**Source material**.
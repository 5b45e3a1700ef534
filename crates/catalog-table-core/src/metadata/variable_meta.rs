//! Column-level provenance records.
//!
//! A [`VariableMeta`] travels with a column through slicing, renaming and
//! arithmetic. Unknown values are `None`, never an empty string, so "we do not
//! know the unit" stays distinguishable from "the unit is known to be empty".
use chrono::NaiveDate;
use serde::{Deserialize, Serialize};

/// Where the data in a column came from.
///
/// Two sources are the same source only if every field matches; this is what
/// metadata merging deduplicates on.
#[derive(Debug, Clone, Default, Serialize, Deserialize, PartialEq, Eq, Hash)]
#[serde(default)]
pub struct Source {
    /// Short name of the source.
    #[serde(skip_serializing_if = "Option::is_none")]
    pub name: Option<String>,
    /// Free-form description of the source.
    #[serde(skip_serializing_if = "Option::is_none")]
    pub description: Option<String>,
    /// Landing page of the source.
    #[serde(skip_serializing_if = "Option::is_none")]
    pub url: Option<String>,
    /// Direct link to the raw data.
    #[serde(skip_serializing_if = "Option::is_none")]
    pub source_data_url: Option<String>,
    /// Link to the republished copy of the data.
    #[serde(skip_serializing_if = "Option::is_none")]
    pub owid_data_url: Option<String>,
    /// Day the data was retrieved, stored as `YYYY-MM-DD`.
    #[serde(skip_serializing_if = "Option::is_none")]
    pub date_accessed: Option<NaiveDate>,
    /// Day the data was published, stored as `YYYY-MM-DD`.
    #[serde(skip_serializing_if = "Option::is_none")]
    pub publication_date: Option<NaiveDate>,
    /// Year of publication when no exact date is known.
    #[serde(skip_serializing_if = "Option::is_none")]
    pub publication_year: Option<i32>,
    /// Organization or author that published the data.
    #[serde(skip_serializing_if = "Option::is_none")]
    pub published_by: Option<String>,
}

/// License under which the data in a column is distributed.
#[derive(Debug, Clone, Default, Serialize, Deserialize, PartialEq, Eq, Hash)]
#[serde(default)]
pub struct License {
    /// License name, e.g. `CC BY 4.0`.
    #[serde(skip_serializing_if = "Option::is_none")]
    pub name: Option<String>,
    /// Link to the license text.
    #[serde(skip_serializing_if = "Option::is_none")]
    pub url: Option<String>,
}

/// One derivation event in a column's lineage.
#[derive(Debug, Clone, Serialize, Deserialize, PartialEq, Eq, Hash)]
pub struct ProcessingStep {
    /// Name of the column the step produced.
    pub variable: String,
    /// Operands, as column names or the string form of scalars.
    pub parents: Vec<String>,
    /// Operation tag, e.g. `+` or `fillna`.
    pub operation: String,
}

impl ProcessingStep {
    /// Replace every occurrence of `from` with `to` in all text of this step.
    pub(crate) fn replace_text(&mut self, from: &str, to: &str) {
        self.variable = self.variable.replace(from, to);
        for parent in &mut self.parents {
            *parent = parent.replace(from, to);
        }
        self.operation = self.operation.replace(from, to);
    }
}

/// Provenance metadata for a single column.
#[derive(Debug, Clone, Default, Serialize, Deserialize, PartialEq, Eq)]
#[serde(default)]
pub struct VariableMeta {
    /// Human-readable title.
    #[serde(skip_serializing_if = "Option::is_none")]
    pub title: Option<String>,
    /// Longer description of what the column measures.
    #[serde(skip_serializing_if = "Option::is_none")]
    pub description: Option<String>,
    /// Physical unit, e.g. `people`.
    #[serde(skip_serializing_if = "Option::is_none")]
    pub unit: Option<String>,
    /// Abbreviated unit for display, e.g. `$`.
    #[serde(skip_serializing_if = "Option::is_none")]
    pub short_unit: Option<String>,
    /// Ordered list of sources.
    #[serde(skip_serializing_if = "Vec::is_empty")]
    pub sources: Vec<Source>,
    /// Ordered list of licenses.
    #[serde(skip_serializing_if = "Vec::is_empty")]
    pub licenses: Vec<License>,
    /// Append-only lineage trail.
    #[serde(skip_serializing_if = "Vec::is_empty")]
    pub processing_log: Vec<ProcessingStep>,
}

impl VariableMeta {
    /// Replace the placeholder `from` with `to` throughout the processing log.
    pub(crate) fn rename_in_processing_log(&mut self, from: &str, to: &str) {
        for step in &mut self.processing_log {
            step.replace_text(from, to);
        }
    }
}
#[cfg(test)]
mod tests {
    use arrow::array::{Float64Array, Int64Array, StringArray};

    use super::*;
    use crate::{metadata::ProcessingStep, naming::UNNAMED_VARIABLE};

    fn strings(values: &[&str]) -> ArrayRef {
        Arc::new(StringArray::from(values.to_vec()))
    }

    fn floats(values: &[f64]) -> ArrayRef {
        Arc::new(Float64Array::from(values.to_vec()))
    }

    fn unit(unit: &str) -> VariableMeta {
        VariableMeta {
            unit: Some(unit.to_string()),
            ..Default::default()
        }
    }

    fn countries() -> Table {
        let mut table = Table::try_from_columns([
            ("country", strings(&["France", "Spain"])),
            ("pop", floats(&[68.0, 48.0])),
            ("gdp", floats(&[3000.0, 1500.0])),
        ])
        .unwrap()
        .with_metadata(TableMeta::named("countries"));
        table.set_primary_key(&["country"]).unwrap();
        table.set_column_metadata("pop", unit("people")).unwrap();
        table.set_column_metadata("gdp", unit("USD")).unwrap();
        table
    }

    #[test]
    fn all_columns_lists_keys_first() {
        let table = countries();
        assert_eq!(table.primary_key(), ["country"]);
        assert_eq!(table.data_columns(), ["pop", "gdp"]);
        assert_eq!(table.all_columns(), ["country", "pop", "gdp"]);
    }

    #[test]
    fn columns_share_the_table_store() {
        let table = countries();
        let pop = table.column("pop").unwrap();
        assert!(pop.is_attached_to(&table));
        assert!(!pop.is_attached_to(&table.clone()));
        assert_eq!(pop.metadata().unwrap(), unit("people"));

        pop.update_metadata(|meta| meta.title = Some("Population".to_string()))
            .unwrap();
        assert_eq!(
            table.column_metadata("pop").unwrap().title.as_deref(),
            Some("Population")
        );
    }

    #[test]
    fn assigning_derived_column_rebinds_placeholder() {
        let mut table = countries();
        let ratio = table
            .column("gdp")
            .unwrap()
            .divide(&table.column("pop").unwrap())
            .unwrap();
        table.assign_column("gdp_per_capita", ratio).unwrap();

        let meta = table.column_metadata("gdp_per_capita").unwrap();
        assert_eq!(meta.unit, None);
        assert_eq!(
            meta.processing_log,
            vec![ProcessingStep {
                variable: "gdp_per_capita".to_string(),
                parents: vec!["gdp".to_string(), "pop".to_string()],
                operation: "/".to_string(),
            }]
        );
        let store = table.store().borrow();
        assert!(!store.contains(UNNAMED_VARIABLE));
    }

    #[test]
    fn assigning_raw_values_resets_metadata() {
        let mut table = countries();
        table.assign_column("pop", floats(&[1.0, 2.0])).unwrap();
        assert_eq!(table.column_metadata("pop").unwrap(), VariableMeta::default());
    }

    #[test]
    fn copying_an_attached_column_keeps_the_source_record() {
        let mut table = countries();
        let pop = table.column("pop").unwrap();
        table.assign_column("pop_copy", pop).unwrap();

        assert_eq!(table.column_metadata("pop").unwrap(), unit("people"));
        assert_eq!(table.column_metadata("pop_copy").unwrap(), unit("people"));
    }

    #[test]
    fn length_mismatch_leaves_table_untouched() {
        let mut table = countries();
        let err = table
            .assign_column("pop", floats(&[1.0, 2.0, 3.0]))
            .unwrap_err();
        assert!(matches!(err, TableError::LengthMismatch { expected: 2, actual: 3, .. }));
        assert_eq!(table.column_metadata("pop").unwrap(), unit("people"));
        assert_eq!(table.column("pop").unwrap().len(), 2);
    }

    #[test]
    fn rename_column_moves_metadata_and_key() {
        let mut table = countries();
        table.rename_column("pop", "population").unwrap();
        table.rename_column("country", "entity").unwrap();

        assert_eq!(table.all_columns(), ["entity", "population", "gdp"]);
        assert_eq!(table.column_metadata("population").unwrap(), unit("people"));
        assert!(matches!(
            table.rename_column("gdp", "entity"),
            Err(TableError::ColumnExists { .. })
        ));
    }

    #[test]
    fn renaming_through_a_column_moves_the_record() {
        let table = countries();
        let before = table.column_metadata("pop").unwrap();
        let mut pop = table.column("pop").unwrap();

        pop.set_name(Some("y"));

        let mut store = table.store().borrow_mut();
        assert_eq!(store.get("y"), before);
        assert_eq!(store.get("pop"), VariableMeta::default());
    }

    #[test]
    fn primary_key_validation() {
        let mut table = countries();
        assert!(matches!(
            table.set_primary_key(&["missing"]),
            Err(TableError::ColumnNotFound { .. })
        ));
        assert!(matches!(
            table.set_primary_key(&["pop", "pop"]),
            Err(TableError::DuplicateKey { .. })
        ));
        assert_eq!(table.primary_key(), ["country"]);

        table.reset_primary_key();
        assert_eq!(table.all_columns(), ["country", "pop", "gdp"]);
    }

    #[test]
    fn clone_deep_copies_store() {
        let table = countries();
        let copy = table.clone();
        copy.set_column_metadata("pop", unit("millions")).unwrap();

        assert_eq!(table.column_metadata("pop").unwrap(), unit("people"));
        assert!(copy.equals_table(&table));
    }

    #[test]
    fn drop_columns_removes_data_and_key() {
        let mut table = countries();
        table.drop_columns(&["country", "gdp"]).unwrap();
        assert_eq!(table.all_columns(), ["pop"]);
        assert!(table.primary_key().is_empty());
        assert!(!table.store().borrow().contains("gdp"));
    }

    #[test]
    fn underscore_names_moves_metadata() {
        let mut table = Table::try_from_columns([
            ("Country Name", strings(&["France"])),
            ("GDP-Total", floats(&[1.0])),
        ])
        .unwrap();
        table.set_primary_key(&["Country Name"]).unwrap();
        table.set_column_metadata("GDP-Total", unit("USD")).unwrap();

        table.underscore_names().unwrap();

        assert_eq!(table.all_columns(), ["country_name", "gdp_total"]);
        assert_eq!(table.column_metadata("gdp_total").unwrap(), unit("USD"));
    }

    #[test]
    fn underscore_names_rejects_collisions_without_renaming() {
        let mut table = Table::try_from_columns([
            ("a b", floats(&[1.0])),
            ("a-b", floats(&[2.0])),
        ])
        .unwrap();
        assert!(matches!(
            table.underscore_names(),
            Err(TableError::NameCollision { .. })
        ));
        assert_eq!(table.all_columns(), ["a b", "a-b"]);
    }

    #[test]
    fn to_record_batch_puts_keys_first() {
        let mut table = Table::try_from_columns([
            ("value", Arc::new(Int64Array::from(vec![1, 2])) as ArrayRef),
            ("year", Arc::new(Int64Array::from(vec![2000, 2001])) as ArrayRef),
        ])
        .unwrap();
        table.set_primary_key(&["year"]).unwrap();

        let batch = table.to_record_batch().unwrap();
        let names: Vec<_> = batch
            .schema()
            .fields()
            .iter()
            .map(|f| f.name().clone())
            .collect();
        assert_eq!(names, ["year", "value"]);
    }
}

**Assignment**. Could you write out exactly the lines above, starting at the first one and ending with the line that has "name of the source."?

**Task result**.
repository 5b45e3a1700ef534
filename crates/catalog-table-core/src/metadata/variable_meta.rs
//! Column-level provenance records.
//!
//! A [`VariableMeta`] travels with a column through slicing, renaming and
//! arithmetic. Unknown values are `None`, never an empty string, so "we do not
//! know the unit" stays distinguishable from "the unit is known to be empty".
use chrono::NaiveDate;
use serde::{Deserialize, Serialize};

/// Where the data in a column came from.
///
/// Two sources are the same source only if every field matches; this is what
/// metadata merging deduplicates on.
#[derive(Debug, Clone, Default, Serialize, Deserialize, PartialEq, Eq, Hash)]
#[serde(default)]
pub struct Source {
    /// Short name of the source.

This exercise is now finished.